Marmee, the Mother of Little Women

Thanks to the advice of a reader (much appreciated, Gina!), I’ve started reading Marmee, the Mother of Little Women by Sandford Meddick Salyor. Certainly you cannot look at the life of Louisa May Alcott without looking at her parents. There are plenty of works on Bronson but not that much on Abba (“Marmee”).  This 1949 biography reads well and I’m enjoying it so far.

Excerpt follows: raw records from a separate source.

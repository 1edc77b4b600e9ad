//! Minimal headless client: join a room and log membership, chat and media
//! until the relay goes away.
//!
//! `CONFAB_RELAY_URL`, `CONFAB_ROOM` and `CONFAB_USERNAME` control the
//! session; defaults target a local relay. No capture layer is wired in, so
//! links form without outbound media.

use std::env;
use std::sync::Arc;
use tokio::sync::mpsc;
use tracing::{Level, info};

use confab_client::error::Result;
use confab_client::{RelayConnection, RtcTransportFactory, Session, SessionCommand, SessionEvent};

#[tokio::main]
async fn main() -> Result<()> {
    tracing_subscriber::fmt().with_max_level(Level::INFO).init();

    let url =
        env::var("CONFAB_RELAY_URL").unwrap_or_else(|_| "ws://127.0.0.1:4000/ws".to_string());
    let room = env::var("CONFAB_ROOM").unwrap_or_else(|_| "lobby".to_string());
    let username = env::var("CONFAB_USERNAME").unwrap_or_else(|_| "guest".to_string());

    let (connection, signals) = RelayConnection::connect(&url).await?;
    let factory = RtcTransportFactory::with_default_stun(Vec::new());

    let (session, mut events) =
        Session::new(room, username, Arc::new(connection), Arc::new(factory));
    let (_commands, commands_rx) = mpsc::unbounded_channel::<SessionCommand>();
    tokio::spawn(session.run(signals, commands_rx));

    while let Some(event) = events.recv().await {
        match event {
            SessionEvent::Joined { id } => info!("joined as {}", id),
            SessionEvent::PeerJoined(p) => info!("{} ({}) is here", p.username, p.id),
            SessionEvent::PeerLeft(id) => info!("{} left", id),
            SessionEvent::Chat(m) => info!("<{}> {}", m.username, m.message),
            SessionEvent::RemoteTrack { username, .. } => {
                info!("receiving media from {}", username)
            }
            SessionEvent::LinkClosed(id) => info!("link to {} closed", id),
        }
    }

    Ok(())
}
use confab_core::{ConnectionId, Participant};
use std::sync::Arc;
use webrtc::track::track_remote::TrackRemote;

/// One transcript entry. `id` is the sender's connection identifier; for
/// locally-sent messages it is our own.
#[derive(Debug, Clone, PartialEq)]
pub struct ChatMessage {
    pub id: ConnectionId,
    pub username: String,
    pub message: String,
}

/// Notifications the session surfaces to the embedding UI layer.
pub enum SessionEvent {
    /// The relay assigned us an identifier and the room join went out.
    Joined { id: ConnectionId },

    PeerJoined(Participant),

    PeerLeft(ConnectionId),

    Chat(ChatMessage),

    /// A remote media track for `id` became available.
    RemoteTrack {
        id: ConnectionId,
        username: String,
        track: Arc<TrackRemote>,
    },

    /// The link to `id` failed and was removed from the session.
    LinkClosed(ConnectionId),
}

/// Requests from the embedding layer into a running session loop.
#[derive(Debug)]
pub enum SessionCommand {
    SendChat(String),
    Shutdown,
}
mod relay_client;

pub use relay_client::*;

use crate::error::Result;
use async_trait::async_trait;
use confab_core::ClientSignal;

/// The injected "send a signal to the relay" capability. Peer links and the
/// session never see the wire underneath it.
#[async_trait]
pub trait SignalSink: Send + Sync {
    async fn send(&self, signal: ClientSignal) -> Result<()>;
}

Abba’s father, Colonel May

The book begins by discussing Abba’s childhood. Her father, Colonel May, was a charismatic and well-loved figure. His involvement with the blossoming Unitarian movement and the Rev. James Freeman, a founder of the movement, is noted with a plaque at historic King’s Chapel in Boston. Termed “liberal Christianity” by Salyor, Freeman, a well-loved pastor of the chapel for many years, rejected belief in the Trinity and changed the liturgical service by removing all references to the Trinity and replacing them with God the Father (see wikipedia). Colonel May, a fine singer, was the power behind The Hymnal, published in 1799 for use in the chapel.

Personal connection

King’s Chapel holds a personal memory for  me as my best childhood friend was memorialized there. Kate Ross, an up-and-coming historical mystery writer whose series based on English dandy Julian Kestrel had won acclaim, died all too early from breast cancer. She was the most magical playmate a girl could ever have. We’d spend hours conjuring up imaginary characters and then acting out stories impromptu. We wrote a very melodramatic (and now hysterically funny) play called “Apache Captives” for our girl scout troop.

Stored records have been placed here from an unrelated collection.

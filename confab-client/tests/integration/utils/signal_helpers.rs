use confab_client::{LinkState, Session, SessionEvent};
use confab_core::ConnectionId;
use tokio::sync::mpsc;
use webrtc::ice_transport::ice_candidate::RTCIceCandidateInit;
use webrtc::peer_connection::sdp::session_description::RTCSessionDescription;

/// Timeout for spawned negotiation steps to land (ms).
pub const SIGNAL_TIMEOUT_MS: u64 = 2000;

/// Build a session description without going through a peer connection.
/// Deserialization does not parse the SDP body, so any text will do.
pub fn sdp(kind: &str, sdp: &str) -> RTCSessionDescription {
    serde_json::from_value(serde_json::json!({ "type": kind, "sdp": sdp }))
        .expect("static SDP deserializes")
}

pub fn candidate(tag: u32) -> RTCIceCandidateInit {
    RTCIceCandidateInit {
        candidate: format!("candidate:{tag} 1 udp 2130706431 192.0.2.7 50000 typ host"),
        sdp_mid: Some("0".to_string()),
        sdp_mline_index: Some(0),
        username_fragment: None,
    }
}

/// Poll until the link for `id` reaches `state`.
pub async fn wait_for_state(
    session: &Session,
    id: &ConnectionId,
    state: LinkState,
    timeout_ms: u64,
) -> bool {
    let start = std::time::Instant::now();
    let timeout = std::time::Duration::from_millis(timeout_ms);

    loop {
        if session.link_state(id).await == Some(state) {
            return true;
        }
        if start.elapsed() > timeout {
            return false;
        }
        tokio::time::sleep(std::time::Duration::from_millis(10)).await;
    }
}

/// Receive the next session event within the timeout.
pub async fn next_event(
    events: &mut mpsc::UnboundedReceiver<SessionEvent>,
    timeout_ms: u64,
) -> Option<SessionEvent> {
    tokio::time::timeout(std::time::Duration::from_millis(timeout_ms), events.recv())
        .await
        .ok()
        .flatten()
}

/// Skip ahead to the first event matching `pred`, dropping everything
/// before it.
pub async fn wait_for_event<F>(
    events: &mut mpsc::UnboundedReceiver<SessionEvent>,
    timeout_ms: u64,
    mut pred: F,
) -> Option<SessionEvent>
where
    F: FnMut(&SessionEvent) -> bool,
{
    let start = std::time::Instant::now();
    let timeout = std::time::Duration::from_millis(timeout_ms);

    while start.elapsed() <= timeout {
        match next_event(events, 50).await {
            Some(event) if pred(&event) => return Some(event),
            Some(_) => continue,
            None => continue,
        }
    }
    None
}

I always knew Kate would be a writer. Even though she studied ancient Greek at Wellesley College and got her law degree at Yale, I knew she would write. We drifted apart as childhood friends do, but years later, my husband rushed home to tell me Kate was the on the radio! She was on a talk show with the now late David Brudnoy (a legendary talk show host) so I called in! We reconnected on the radio. Later we saw each other and had a wonderful visit. I have her last novel, The Devil in Music, in my library.

Even as I write this, I can see the early appeal Louisa May Alcott had for me with her flair for plays and drama. I loved doing that too. Kate was my Louisa and I was her Anna.

Talent passed down

Later on in the book Salyor describes Colonel May’s artistry as a conversationalist, attracting most particularly the children of the neighborhood to come and listen to his stories.  He would vividly act out characters and I could see immediately where Louisa got her talent.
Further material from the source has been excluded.